Na fase aguda e sintomática da Covid-19, deve ser evitado o uso de olanzapina oral e intramuscular de curta ação, antipsicóticos de primeira geração (ou atípicos) e de baixa potência (ou seja, mais sedativos), e anti-histamínicos sedativos. Assim, é mais seguro utilizar medicações injetáveis de curta ação (haloperidol ou aripiprazol) ou por via oral (risperidona, paliperidona ou haloperidol).

 

Por sua vez, os estabilizadores de humor e anticonvulsivantes, como o lítio e outras medicações que requerem dosagens frequentes, podem ter os exames um pouco mais espaçados em pacientes estáveis durante a quarentena.

 

A gabapentina, a pregabalina e o topiramato são considerados seguros quando usados com antivirais e hidroxicloroquina, enquanto o fenobarbital, a fenitoína, a lamotrigina, o ácido valproico e a carbamazepina devem ter suas doses diminuídas.

 

Em suma, muitas mudanças devem ocorrer no tratamento concomitante para Covid-19 em transtornos psiquiátricos.

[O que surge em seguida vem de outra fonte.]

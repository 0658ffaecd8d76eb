//! Reflows raw model output into a single display line.
//!
//! Markdown emphasis and heading markers are dropped, list prefixes are
//! stripped, blank-line separated sections are joined with
//! [`SECTION_DELIMITER`] and whitespace runs collapse to one space.

/// Separator placed between blank-line delimited sections.
pub const SECTION_DELIMITER: &str = " | ";

/// Formats a raw completion for display. Never fails.
pub fn format_response(raw: &str) -> String {
    let text = raw.trim().replace("**", "").replace("##", "").replace('*', "");

    let mut sections: Vec<String> = Vec::new();
    let mut current: Vec<&str> = Vec::new();

    for line in text.split('\n') {
        let line = line.trim();
        if line.is_empty() {
            if !current.is_empty() {
                sections.push(current.join(" "));
                current.clear();
            }
            continue;
        }
        current.push(strip_list_marker(line));
    }

    if !current.is_empty() {
        sections.push(current.join(" "));
    }

    sections
        .join(SECTION_DELIMITER)
        .split_whitespace()
        .collect::<Vec<_>>()
        .join(" ")
}

/// Removes an ordinal (`"1. "`, `"12."`) or bullet (`-`, `•`) prefix from a trimmed line.
fn strip_list_marker(line: &str) -> &str {
    if has_ordinal_prefix(line) {
        if let Some((_, rest)) = line.split_once('.') {
            return rest.trim();
        }
    }
    if let Some(rest) = line.strip_prefix(|c: char| c == '•' || c == '-') {
        return rest.trim();
    }
    line
}

/// Leading ASCII digit and a `.` among the first three characters.
/// `"100."` has its dot at index 3 and does not qualify.
fn has_ordinal_prefix(line: &str) -> bool {
    line.starts_with(|c: char| c.is_ascii_digit()) && line.chars().take(3).any(|c| c == '.')
}

#[cfg(test)]
mod tests {
    use super::*;

    #[test]
    fn empty_and_blank_input() {
        assert_eq!(format_response(""), "");
        assert_eq!(format_response("   \n  "), "");
        assert_eq!(format_response("\n\n\t\n"), "");
    }

    #[test]
    fn strips_emphasis_markers() {
        assert_eq!(format_response("**Hello** world"), "Hello world");
        assert_eq!(format_response("*soft* and ***loud***"), "soft and loud");
        assert_eq!(format_response("## Title\nBody"), "Title Body");
    }

    #[test]
    fn triple_hash_keeps_one_hash() {
        assert_eq!(format_response("### Heading"), "# Heading");
    }

    #[test]
    fn consecutive_lines_share_a_section() {
        assert_eq!(
            format_response("1. First step\n2. Second step"),
            "First step Second step"
        );
    }

    #[test]
    fn blank_lines_split_sections() {
        assert_eq!(format_response("Para one.\n\nPara two."), "Para one. | Para two.");
        assert_eq!(format_response("A\n\n\n\nB"), "A | B");
    }

    #[test]
    fn trailing_blank_lines_add_no_segments() {
        assert_eq!(format_response("Only one.\n\n\n   \n"), "Only one.");
        assert_eq!(format_response("\n\nLead\n\n"), "Lead");
    }

    #[test]
    fn bullets_are_stripped() {
        assert_eq!(format_response("- item a\n- item b"), "item a item b");
        assert_eq!(format_response("• first\n•second"), "first second");
    }

    #[test]
    fn lone_bullet_contributes_nothing() {
        assert_eq!(format_response("a\n-\nb"), "a b");
        assert_eq!(format_response("•"), "");
    }

    #[test]
    fn ordinal_prefix_only_within_three_chars() {
        assert_eq!(format_response("10. ok\n100. not stripped"), "ok 100. not stripped");
        assert_eq!(format_response("12.tight"), "tight");
    }

    #[test]
    fn ordinal_detection_needs_leading_digit() {
        assert_eq!(format_response("a. not a list"), "a. not a list");
        assert_eq!(format_response("1) paren style"), "1) paren style");
        // decimal numbers at line start look like ordinals
        assert_eq!(format_response("3.14 is pi"), "14 is pi");
    }

    #[test]
    fn ordinal_takes_precedence_over_bullet() {
        assert_eq!(format_response("1.- dash after number"), "- dash after number");
    }

    #[test]
    fn indented_lists_and_crlf() {
        let raw = "  **Plan**\r\n   1. Read\r\n   - Practice\r\n\r\nKeep going!  ";
        assert_eq!(format_response(raw), "Plan Read Practice | Keep going!");
    }

    #[test]
    fn whitespace_runs_collapse() {
        assert_eq!(format_response("too    many\tspaces"), "too many spaces");
    }

    #[test]
    fn full_completion() {
        let raw = "**Great question!** Recursion is a function calling itself.\n\n\
                   ## Steps\n\
                   1. Find the base case\n\
                   2. Reduce the problem\n\
                   - *Test* small inputs\n\n\
                   You've got this!\n";
        assert_eq!(
            format_response(raw),
            "Great question! Recursion is a function calling itself. | \
             Steps Find the base case Reduce the problem Test small inputs | You've got this!"
        );
    }

    #[test]
    fn formatted_text_is_stable() {
        for text in ["Para one. | Para two.", "Hello world", "Plain words only"] {
            assert_eq!(format_response(text), text);
            assert_eq!(format_response(&format_response(text)), text);
        }
    }
}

Seja pela alteração na dose ou frequência de reavaliação, seja pela suspensão e/ou substituição de algumas medicações. Vale frisar que é essencial orientar o paciente para que sejam mantidas as medicações nas doses corretas, bem como para que não seja interrompido o acompanhamento psiquiátrico, mesmo durante a quarentena.

 

Por fim, outro ponto importante a destacar é que, ao medicar pacientes com a Covid-19 no manejo de quadros de agitação, é fundamental monitorar as funções cardíaca e respiratória, uma vez que os sintomas, como taquicardia e dispneia, podem se sobrepor.